(Stored entries)
------

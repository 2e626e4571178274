//! Wire protocol for the call WebSocket.
//!
//! A single WebSocket carries two frame kinds:
//!
//! - Binary frames: mono, 24 kHz, 32-bit float PCM samples (little-endian).
//!   Client frames may have any length; server frames are sent as fixed
//!   [`CHUNK_SAMPLES`]-sample chunks.
//! - Text frames: short control tokens (`EOS`, `INT`, `RDY`, `CLR`) mixed with
//!   free-form, human-readable status lines. Text that is not a control token
//!   is informational only and never an error.

use bytes::Bytes;
use std::fmt;

/// Sample rate of all audio exchanged on the call socket.
pub const SAMPLE_RATE: u32 = 24_000;

/// Number of samples per outbound binary frame.
pub const CHUNK_SAMPLES: usize = 1024;

/// Size in bytes of one encoded sample.
pub const BYTES_PER_SAMPLE: usize = std::mem::size_of::<f32>();

/// History text recorded when the caller interrupts the assistant.
pub const INTERRUPTED_MESSAGE: &str = "[Interrupted your last message]";

/// Status line sent before the gateway hangs up on the caller.
pub const HANGUP_MESSAGE: &str = "system: call ended by assistant";

/// Control tokens recognised on the text channel.
#[derive(Debug, Clone, Copy, PartialEq, Eq, Hash)]
pub enum ControlToken {
    /// Server is ready for caller input (`RDY`).
    Ready,
    /// Caller finished speaking (`EOS`).
    EndOfSpeech,
    /// Caller interrupted playback (`INT`).
    Interrupt,
    /// Client should drop any buffered playback (`CLR`).
    ClearBuffer,
}

impl ControlToken {
    /// The literal wire value of this token.
    pub const fn as_str(&self) -> &'static str {
        match self {
            ControlToken::Ready => "RDY",
            ControlToken::EndOfSpeech => "EOS",
            ControlToken::Interrupt => "INT",
            ControlToken::ClearBuffer => "CLR",
        }
    }

    /// Match a text payload against the known tokens.
    ///
    /// Matching is exact: `"eos"` or `" EOS"` are informational text, not tokens.
    pub fn parse(text: &str) -> Option<Self> {
        match text {
            "RDY" => Some(ControlToken::Ready),
            "EOS" => Some(ControlToken::EndOfSpeech),
            "INT" => Some(ControlToken::Interrupt),
            "CLR" => Some(ControlToken::ClearBuffer),
            _ => None,
        }
    }
}

impl fmt::Display for ControlToken {
    fn fmt(&self, f: &mut fmt::Formatter<'_>) -> fmt::Result {
        f.write_str(self.as_str())
    }
}

/// A contiguous block of mono f32 samples, kept in arrival order.
#[derive(Debug, Clone, Default, PartialEq)]
pub struct AudioChunk(pub Vec<f32>);

impl AudioChunk {
    pub fn len(&self) -> usize {
        self.0.len()
    }

    pub fn is_empty(&self) -> bool {
        self.0.is_empty()
    }

    pub fn samples(&self) -> &[f32] {
        &self.0
    }
}

impl From<Vec<f32>> for AudioChunk {
    fn from(samples: Vec<f32>) -> Self {
        Self(samples)
    }
}

/// Classification of one inbound frame.
#[derive(Debug, Clone, PartialEq)]
pub enum ClientMessage {
    /// Binary audio payload.
    Audio(AudioChunk),
    /// A recognised control token.
    Control(ControlToken),
    /// Any other text; kept verbatim.
    Unknown(String),
}

impl ClientMessage {
    /// Classify a text frame.
    pub fn from_text(text: &str) -> Self {
        match ControlToken::parse(text) {
            Some(token) => ClientMessage::Control(token),
            None => ClientMessage::Unknown(text.to_string()),
        }
    }

    /// Classify a binary frame.
    ///
    /// Returns the decoded chunk and the number of trailing bytes that did not
    /// form a whole sample.
    pub fn from_binary(data: &[u8]) -> (Self, usize) {
        let (samples, remainder) = decode_samples(data);
        (ClientMessage::Audio(AudioChunk(samples)), remainder)
    }
}

/// Decode little-endian f32 samples.
///
/// Returns the samples plus the count of leftover bytes that were ignored.
pub fn decode_samples(data: &[u8]) -> (Vec<f32>, usize) {
    let chunks = data.chunks_exact(BYTES_PER_SAMPLE);
    let remainder = chunks.remainder().len();
    let samples = chunks
        .map(|b| f32::from_le_bytes([b[0], b[1], b[2], b[3]]))
        .collect();
    (samples, remainder)
}

/// Encode samples as little-endian f32 bytes.
pub fn encode_samples(samples: &[f32]) -> Bytes {
    let mut out = Vec::with_capacity(samples.len() * BYTES_PER_SAMPLE);
    for sample in samples {
        out.extend_from_slice(&sample.to_le_bytes());
    }
    Bytes::from(out)
}

/// Concatenate chunks in arrival order into one contiguous buffer.
///
/// Chunk sizes are not assumed to be uniform; the output length is the sum of
/// all chunk lengths.
pub fn concat_chunks(chunks: &[AudioChunk]) -> Vec<f32> {
    let total: usize = chunks.iter().map(AudioChunk::len).sum();
    let mut out = Vec::with_capacity(total);
    for chunk in chunks {
        out.extend_from_slice(chunk.samples());
    }
    out
}

/// Split samples into outbound frames of at most [`CHUNK_SAMPLES`] samples.
pub fn chunk_frames(samples: &[f32]) -> impl Iterator<Item = Bytes> + '_ {
    samples.chunks(CHUNK_SAMPLES).map(encode_samples)
}

/// Format a transcript echo line (`"<speaker>: <message>"`).
pub fn transcript_line(speaker: &str, message: &str) -> String {
    format!("{speaker}: {message}")
}

/// Format a profiling line (`"time.<phase> <ms> ms"`).
pub fn timing_line(phase: &str, millis: u128) -> String {
    format!("time.{phase} {millis} ms")
}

------

▸ What is needed: Each entry above must be repeated exactly, with nothing dropped.

▸ Exercise solution:
repository 2e626e4571178274
//! Wire protocol for the call WebSocket.
//!
//! A single WebSocket carries two frame kinds:
//!
//! - Binary frames: mono, 24 kHz, 32-bit float PCM samples (little-endian).
//!   Client frames may have any length; server frames are sent as fixed
//!   [`CHUNK_SAMPLES`]-sample chunks.
//! - Text frames: short control tokens (`EOS`, `INT`, `RDY`, `CLR`) mixed with
//!   free-form, human-readable status lines. Text that is not a control token
//!   is informational only and never an error.

use bytes::Bytes;
use std::fmt;

/// Sample rate of all audio exchanged on the call socket.
pub const SAMPLE_RATE: u32 = 24_000;

/// Number of samples per outbound binary frame.
pub const CHUNK_SAMPLES: usize = 1024;

/// Size in bytes of one encoded sample.
pub const BYTES_PER_SAMPLE: usize = std::mem::size_of::<f32>();

/// History text recorded when the caller interrupts the assistant.
pub const INTERRUPTED_MESSAGE: &str = "[Interrupted your last message]";

/// Status line sent before the gateway hangs up on the caller.
pub const HANGUP_MESSAGE: &str = "system: call ended by assistant";

/// Control tokens recognised on the text channel.
#[derive(Debug, Clone, Copy, PartialEq, Eq, Hash)]
pub enum ControlToken {
    /// Server is ready for caller input (`RDY`).
    Ready,
    /// Caller finished speaking (`EOS`).
    EndOfSpeech,
    /// Caller interrupted playback (`INT`).
    Interrupt,
    /// Client should drop any buffered playback (`CLR`).
    ClearBuffer,
}

impl ControlToken {
    /// The literal wire value of this token.
    pub const fn as_str(&self) -> &'static str {
        match self {
            ControlToken::Ready => "RDY",
            ControlToken::EndOfSpeech => "EOS",
            ControlToken::Interrupt => "INT",
            ControlToken::ClearBuffer => "CLR",
        }
    }

    /// Match a text payload against the known tokens.
    ///
    /// Matching is exact: `"eos"` or `" EOS"` are informational text, not tokens.
    pub fn parse(text: &str) -> Option<Self> {
        match text {
            "RDY" => Some(ControlToken::Ready),
            "EOS" => Some(ControlToken::EndOfSpeech),
            "INT" => Some(ControlToken::Interrupt),
            "CLR" => Some(ControlToken::ClearBuffer),
            _ => None,
        }
    }
}

impl fmt::Display for ControlToken {
    fn fmt(&self, f: &mut fmt::Formatter<'_>) -> fmt::Result {
        f.write_str(self.as_str())
    }
}

/// A contiguous block of mono f32 samples, kept in arrival order.
#[derive(Debug, Clone, Default, PartialEq)]
pub struct AudioChunk(pub Vec<f32>);

impl AudioChunk {
    pub fn len(&self) -> usize {
        self.0.len()
    }

    pub fn is_empty(&self) -> bool {
        self.0.is_empty()
    }

    pub fn samples(&self) -> &[f32] {
        &self.0
    }
}

impl From<Vec<f32>> for AudioChunk {
    fn from(samples: Vec<f32>) -> Self {
        Self(samples)
    }
}

/// Classification of one inbound frame.
#[derive(Debug, Clone, PartialEq)]
pub enum ClientMessage {
    /// Binary audio payload.
    Audio(AudioChunk),
    /// A recognised control token.
    Control(ControlToken),
    /// Any other text; kept verbatim.
    Unknown(String),
}

impl ClientMessage {
    /// Classify a text frame.
    pub fn from_text(text: &str) -> Self {
        match ControlToken::parse(text) {
            Some(token) => ClientMessage::Control(token),
            None => ClientMessage::Unknown(text.to_string()),
        }
    }

    /// Classify a binary frame.
    ///
    /// Returns the decoded chunk and the number of trailing bytes that did not
    /// form a whole sample.
    pub fn from_binary(data: &[u8]) -> (Self, usize) {
        let (samples, remainder) = decode_samples(data);
        (ClientMessage::Audio(AudioChunk(samples)), remainder)
    }
}

/// Decode little-endian f32 samples.
///
/// Returns the samples plus the count of leftover bytes that were ignored.
pub fn decode_samples(data: &[u8]) -> (Vec<f32>, usize) {
    let chunks = data.chunks_exact(BYTES_PER_SAMPLE);
    let remainder = chunks.remainder().len();
    let samples = chunks
        .map(|b| f32::from_le_bytes([b[0], b[1], b[2], b[3]]))
        .collect();
    (samples, remainder)
}

/// Encode samples as little-endian f32 bytes.
pub fn encode_samples(samples: &[f32]) -> Bytes {
    let mut out = Vec::with_capacity(samples.len() * BYTES_PER_SAMPLE);
    for sample in samples {
        out.extend_from_slice(&sample.to_le_bytes());
    }
    Bytes::from(out)
}

/// Concatenate chunks in arrival order into one contiguous buffer.
///
/// Chunk sizes are not assumed to be uniform; the output length is the sum of
/// all chunk lengths.
pub fn concat_chunks(chunks: &[AudioChunk]) -> Vec<f32> {
    let total: usize = chunks.iter().map(AudioChunk::len).sum();
    let mut out = Vec::with_capacity(total);
    for chunk in chunks {
        out.extend_from_slice(chunk.samples());
    }
    out
}

/// Split samples into outbound frames of at most [`CHUNK_SAMPLES`] samples.
pub fn chunk_frames(samples: &[f32]) -> impl Iterator<Item = Bytes> + '_ {
    samples.chunks(CHUNK_SAMPLES).map(encode_samples)
}

/// Format a transcript echo line (`"<speaker>: <message>"`).
pub fn transcript_line(speaker: &str, message: &str) -> String {
    format!("{speaker}: {message}")
}

/// Format a profiling line (`"time.<phase> <ms> ms"`).
pub fn timing_line(phase: &str, millis: u128) -> String {
    format!("time.{phase} {millis} ms")
}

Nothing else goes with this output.